··· Information supplied ···
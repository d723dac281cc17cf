//! Thin helpers over `std::fs` shared by the commands.

use std::fs::{self, File, FileTimes, Metadata};
use std::io;
use std::path::{Path, PathBuf};

use std::os::unix::fs::MetadataExt;

use walkdir::WalkDir;

/// `lstat` for symlinks, `stat` for everything else.
pub fn entry_metadata(path: &Path) -> io::Result<Metadata> {
    let meta = fs::symlink_metadata(path)?;
    if meta.file_type().is_symlink() {
        Ok(meta)
    } else {
        fs::metadata(path)
    }
}

/// True when both paths name the same inode.
pub fn same_file(a: &Path, b: &Path) -> bool {
    match (fs::metadata(a), fs::metadata(b)) {
        (Ok(ma), Ok(mb)) => ma.dev() == mb.dev() && ma.ino() == mb.ino(),
        _ => false,
    }
}

fn copy_times(meta: &Metadata, to: &Path) -> io::Result<()> {
    let times = FileTimes::new()
        .set_accessed(meta.accessed()?)
        .set_modified(meta.modified()?);
    File::open(to)?.set_times(times)
}

/// Copy one file's bytes, permission bits and timestamps.
pub fn copy_file_preserving(from: &Path, to: &Path) -> io::Result<()> {
    fs::copy(from, to)?;
    copy_times(&fs::metadata(from)?, to)
}

/// Copy a directory tree into `to`, which must not exist yet.
///
/// Symlinks are followed and their targets copied.
pub fn copy_tree(from: &Path, to: &Path) -> io::Result<()> {
    let mut created_dirs: Vec<(PathBuf, Metadata)> = Vec::new();

    for entry in WalkDir::new(from).follow_links(true) {
        let entry = entry.map_err(io::Error::from)?;
        let relative = entry
            .path()
            .strip_prefix(from)
            .map_err(io::Error::other)?;
        let target = to.join(relative);

        if entry.file_type().is_dir() {
            fs::create_dir(&target)?;
            created_dirs.push((target, entry.metadata().map_err(io::Error::from)?));
        } else {
            copy_file_preserving(entry.path(), &target)?;
        }
    }

    // Directory attributes go last: filling a directory bumps its mtime
    for (dir, meta) in created_dirs.iter().rev() {
        fs::set_permissions(dir, meta.permissions())?;
        copy_times(meta, dir)?;
    }
    Ok(())
}

/// `rename`, falling back to copy-and-delete across filesystems.
pub fn rename_or_copy(from: &Path, to: &Path) -> io::Result<()> {
    match fs::rename(from, to) {
        Err(e) if e.raw_os_error() == Some(libc::EXDEV) => {
            let meta = fs::symlink_metadata(from)?;
            if meta.is_dir() {
                copy_tree(from, to)?;
                fs::remove_dir_all(from)
            } else {
                copy_file_preserving(from, to)?;
                fs::remove_file(from)
            }
        }
        other => other,
    }
}

/// Remove a single non-directory entry, or a whole tree when `path` is a directory.
pub fn remove_path(path: &Path) -> io::Result<()> {
    let metadata = fs::symlink_metadata(path)?;
    if metadata.is_dir() {
        fs::remove_dir_all(path)
    } else {
        fs::remove_file(path)
    }
}
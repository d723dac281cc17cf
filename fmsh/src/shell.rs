//! Shell state and command dispatch

use crate::commands::{self, ArchiveFormat, ArchiveJob, RemoveOutcome, LONG, RECURSIVE};
use crate::confirm::Confirm;
use crate::context::ShellContext;
use crate::error::{ShellError, ShellResult};
use crate::logger::Logger;
use crate::parser::{self, ParsedCommand};
use crate::registry::{self, CommandSpec};

/// Flags each command understands; anything else is reported and ignored.
fn known_flags(command: &str) -> &'static [&'static str] {
    match command {
        "ls" => &[LONG],
        "cp" | "rm" => &[RECURSIVE],
        _ => &[],
    }
}

pub struct Shell {
    ctx: ShellContext,
    logger: Box<dyn Logger>,
}

impl Shell {
    pub fn new(ctx: ShellContext, logger: Box<dyn Logger>) -> Self {
        Self { ctx, logger }
    }

    pub fn context(&self) -> &ShellContext {
        &self.ctx
    }

    pub fn logger(&self) -> &dyn Logger {
        self.logger.as_ref()
    }

    /// Run one input line and return the lines to show the user.
    ///
    /// The line is journaled as a command before parsing; the outcome is
    /// journaled as success lines or as the error message.
    pub fn execute(&mut self, line: &str, confirm: &mut dyn Confirm) -> ShellResult<Vec<String>> {
        let line = line.trim();
        self.logger.command(line);

        let result = parser::parse(line).and_then(|cmd| self.dispatch(&cmd, confirm));
        if let Err(e) = &result {
            self.logger.error(&e.to_string());
        }
        result
    }

    fn dispatch(&mut self, cmd: &ParsedCommand, confirm: &mut dyn Confirm) -> ShellResult<Vec<String>> {
        let spec = registry::lookup(&cmd.name)
            .ok_or_else(|| ShellError::UnknownCommand(cmd.name.clone()))?;
        check_arity(spec, cmd)?;
        self.warn_unknown_flags(cmd);

        match spec.name {
            "ls" => self.run_ls(cmd),
            "pwd" => {
                let cwd = commands::pwd(&self.ctx);
                self.logger.success(&cwd);
                Ok(vec![cwd])
            }
            "cd" => {
                let path = cmd.arg(0).unwrap_or("");
                if let Some(cwd) = commands::cd(&mut self.ctx, path)? {
                    self.logger.success(&format!("cd {}", cwd.display()));
                }
                Ok(Vec::new())
            }
            "cat" => {
                let path = required(cmd, 0)?;
                let text = commands::cat(&self.ctx, path)?;
                self.logger.success(&format!("cat {path}"));
                Ok(vec![text])
            }
            "cp" => {
                let (src, dst) = (required(cmd, 0)?, required(cmd, 1)?);
                let target = commands::copy(&self.ctx, src, dst, cmd.has_flag(RECURSIVE))?;
                self.logger
                    .success(&format!("Copied {src} to {}", target.display()));
                Ok(Vec::new())
            }
            "mv" => {
                let (src, dst) = (required(cmd, 0)?, required(cmd, 1)?);
                let target = commands::move_path(&self.ctx, src, dst)?;
                self.logger
                    .success(&format!("Moved {src} to {}", target.display()));
                Ok(Vec::new())
            }
            "rm" => self.run_rm(cmd, confirm),
            "zip" => self.run_pack(cmd, ArchiveFormat::Zip),
            "tar" => self.run_pack(cmd, ArchiveFormat::TarGz),
            "unzip" => self.run_unpack(cmd, ArchiveFormat::Zip),
            "untar" => self.run_unpack(cmd, ArchiveFormat::TarGz),
            other => Err(ShellError::UnknownCommand(other.to_string())),
        }
    }

    fn warn_unknown_flags(&self, cmd: &ParsedCommand) {
        let known = known_flags(&cmd.name);
        for flag in cmd.flags.iter().filter(|f| !known.contains(&f.as_str())) {
            self.logger
                .warning(&format!("{}: ignoring unknown flag {flag}", cmd.name));
        }
    }

    fn run_ls(&self, cmd: &ParsedCommand) -> ShellResult<Vec<String>> {
        let path = cmd.arg(0).unwrap_or(".");
        let lines: Vec<String> = if cmd.has_flag(LONG) {
            commands::list_long(&self.ctx, path)?
                .iter()
                .map(ToString::to_string)
                .collect()
        } else {
            commands::list(&self.ctx, path)?
        };

        for line in &lines {
            self.logger.success(line);
        }
        self.logger
            .success(&format!("ls {path}: {} items", lines.len()));
        Ok(lines)
    }

    fn run_rm(&self, cmd: &ParsedCommand, confirm: &mut dyn Confirm) -> ShellResult<Vec<String>> {
        let path = required(cmd, 0)?;
        match commands::remove(&self.ctx, path, cmd.has_flag(RECURSIVE), confirm)? {
            RemoveOutcome::Removed(target) => {
                self.logger
                    .success(&format!("Removed {}", target.display()));
                Ok(Vec::new())
            }
            RemoveOutcome::Cancelled(target) => {
                self.logger
                    .success(&format!("Cancelled removal of {}", target.display()));
                Ok(vec!["cancelled".to_string()])
            }
        }
    }

    fn run_pack(&self, cmd: &ParsedCommand, format: ArchiveFormat) -> ShellResult<Vec<String>> {
        let job = ArchiveJob::pack(&self.ctx, format, required(cmd, 0)?, required(cmd, 1)?);
        job.create(self.logger.as_ref())?;
        Ok(Vec::new())
    }

    fn run_unpack(&self, cmd: &ParsedCommand, format: ArchiveFormat) -> ShellResult<Vec<String>> {
        let job = ArchiveJob::unpack(&self.ctx, format, required(cmd, 0)?, cmd.arg(1));
        job.extract(self.logger.as_ref())?;
        Ok(Vec::new())
    }
}

fn check_arity(spec: &CommandSpec, cmd: &ParsedCommand) -> ShellResult<()> {
    if cmd.args.len() < spec.min_args {
        return Err(ShellError::MissingArgument {
            command: spec.name,
            usage: spec.usage,
        });
    }
    Ok(())
}

fn required(cmd: &ParsedCommand, index: usize) -> ShellResult<&str> {
    cmd.arg(index).ok_or_else(|| {
        let spec = registry::lookup(&cmd.name);
        ShellError::MissingArgument {
            command: spec.map_or("?", |s| s.name),
            usage: spec.map_or("", |s| s.usage),
        }
    })
}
···
Exercise aim -> Where the string "directory" occurs in a line of the listing above, count that line, then report the total and nothing else.

Result -> 3